Since then, Seale has become an evangelist for a fundamental shift in how rum is perceived and classified. He points out it is ludicrous to lump together the sugary white products at the bottom end of the market with the extraordinary cask expressions that Foursquare and other houses are creating.
He says that the blanket rum classification that persists to this day is as illogical as the chaotic one-label-covers-everything of Scotch 50 years ago. Since then, malt whisky has established itself with sophisticated identities for discerning consumers. Seale longs to see premium rum raised its rightful place in the world pantheon of complex darker spirits alongside great whiskies, cognacs and armagnacs.
He has a true ally and advocate in Luca Gargano, of Velier, an Italian company that is one of the leading independent bottlers of rum.
At the end of my visit, Seale – already fantastically generous with his time, given his hectic schedule at Foursquare and about to travel to New York and then London for rum events – invited me into the Foursquare tasting room.
I was particularly impressed by Triptych, bottled a year ago, and so called because of its maturation in three barrel types: ex bourbon (one year), ex madeira (two) and virgin American oak (nine). Like Principia, it was in a limited run of 5,400 bottles.

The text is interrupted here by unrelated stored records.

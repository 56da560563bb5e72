//! Configuration types and loading
//!
//! Config precedence: CLI args > env vars > config file > defaults.
//! The client secret is loaded from OSU_CLIENT_SECRET or client_secret_file,
//! never stored in the TOML directly.

use std::net::SocketAddr;
use std::path::{Path, PathBuf};

use common::Secret;
use osu_api::ClientConfig;
use osu_api::config::DEFAULT_REQUESTS_PER_MINUTE;
use osu_auth::{DEFAULT_HOST, OAuthSettings, REDIRECT_URI, Scope};
use serde::Deserialize;

/// Root configuration
#[derive(Debug, Deserialize)]
pub struct Config {
    pub oauth: OAuthConfig,
    #[serde(default)]
    pub client: ClientSection,
}

#[derive(Debug, Clone, Copy, PartialEq, Eq, Deserialize)]
#[serde(rename_all = "lowercase")]
pub enum CredentialKind {
    Guest,
    User,
}

/// OAuth application settings
#[derive(Debug, Deserialize)]
pub struct OAuthConfig {
    pub kind: CredentialKind,
    pub client_id: u64,
    #[serde(skip)]
    pub client_secret: Option<Secret<String>>,
    /// Path to a file containing the client secret (alternative to OSU_CLIENT_SECRET)
    #[serde(default)]
    pub client_secret_file: Option<PathBuf>,
    #[serde(default = "default_host")]
    pub host: String,
    #[serde(default = "default_redirect_uri")]
    pub redirect_uri: String,
    /// Tokens are loaded from and saved to this file when set
    #[serde(default)]
    pub token_file: Option<PathBuf>,
    #[serde(default = "default_callback_addr")]
    pub callback_addr: SocketAddr,
    #[serde(default = "default_scopes")]
    pub scopes: Vec<Scope>,
}

/// API client settings
#[derive(Debug, Deserialize)]
pub struct ClientSection {
    #[serde(default = "default_requests_per_minute")]
    pub requests_per_minute: u32,
    #[serde(default)]
    pub base_url: Option<String>,
    #[serde(default)]
    pub pinned: bool,
}

impl Default for ClientSection {
    fn default() -> Self {
        Self {
            requests_per_minute: default_requests_per_minute(),
            base_url: None,
            pinned: false,
        }
    }
}

fn default_host() -> String {
    DEFAULT_HOST.to_string()
}

fn default_redirect_uri() -> String {
    REDIRECT_URI.to_string()
}

fn default_callback_addr() -> SocketAddr {
    SocketAddr::from(([127, 0, 0, 1], 80))
}

fn default_scopes() -> Vec<Scope> {
    vec![Scope::Public, Scope::Identify]
}

fn default_requests_per_minute() -> u32 {
    DEFAULT_REQUESTS_PER_MINUTE
}

impl Config {
    /// Load configuration from a TOML file, then overlay environment variables.
    ///
    /// Client secret resolution order:
    /// 1. OSU_CLIENT_SECRET env var
    /// 2. client_secret_file path from config
    pub fn load(path: &Path) -> common::Result<Self> {
        let contents = std::fs::read_to_string(path)?;
        let mut config: Config = toml::from_str(&contents)?;

        if !config.oauth.host.starts_with("http://") && !config.oauth.host.starts_with("https://")
        {
            return Err(common::Error::Config(format!(
                "host must start with http:// or https://, got: {}",
                config.oauth.host
            )));
        }

        if config.client.requests_per_minute == 0 {
            return Err(common::Error::Config(
                "requests_per_minute must be greater than 0".into(),
            ));
        }

        if let Some(base_url) = &config.client.base_url
            && !base_url.starts_with("http://")
            && !base_url.starts_with("https://")
        {
            return Err(common::Error::Config(format!(
                "base_url must start with http:// or https://, got: {base_url}"
            )));
        }

        if let Ok(secret) = std::env::var("OSU_CLIENT_SECRET") {
            config.oauth.client_secret = Secret::from_trimmed(&secret);
        } else if let Some(ref secret_file) = config.oauth.client_secret_file {
            let secret = std::fs::read_to_string(secret_file).map_err(|e| {
                common::Error::Secret(format!(
                    "failed to read client_secret_file {}: {e}",
                    secret_file.display()
                ))
            })?;
            config.oauth.client_secret = Secret::from_trimmed(&secret);
        }

        Ok(config)
    }

    /// Resolve config file path from CLI arg or OSU_CONFIG env var.
    pub fn resolve_path(cli_path: Option<&str>) -> PathBuf {
        if let Some(p) = cli_path {
            return PathBuf::from(p);
        }
        if let Ok(p) = std::env::var("OSU_CONFIG") {
            return PathBuf::from(p);
        }
        PathBuf::from("osu-cli.toml")
    }

    pub fn oauth_settings(&self) -> OAuthSettings {
        OAuthSettings {
            client_id: Some(self.oauth.client_id),
            client_secret: self.oauth.client_secret.clone(),
            host: self.oauth.host.clone(),
            redirect_uri: self.oauth.redirect_uri.clone(),
            callback_addr: self.oauth.callback_addr,
            scopes: self.oauth.scopes.clone(),
        }
    }

    pub fn client_config(&self) -> ClientConfig {
        let mut config = ClientConfig::default()
            .with_requests_per_minute(self.client.requests_per_minute)
            .pinned(self.client.pinned);
        if let Some(base_url) = &self.client.base_url {
            config = config.with_base_url(base_url.clone());
        }
        config
    }
}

At 56 per cent ABV, it is to be sipped respectfully – with, as an option, perhaps the tiniest drop of water.
Triptych, a beautiful amber colour, has vanilla and exotic fruits on the nose, and a woody complexity. I told Seale it would be perfect in front of a roaring fire back in England at Christmas time. He seemed content with that.
After Principia, the next premium product from the Foursquare stable is Destino – a name inspired by the shared direction of Seale and Gargano. An initial release of a few hundred bottles of this 14-year-old is planned for November 2018.
Seale, while extremely serious about his craft, easily pokes fun at some of the wider industry’s pretentiousness. He says: “I hate the word ‘finished’. It has become so clichéd. Destino will have had 12 years in ex madeira casks and two in ex rum. So I could say I will be producing a rum-finished rum.”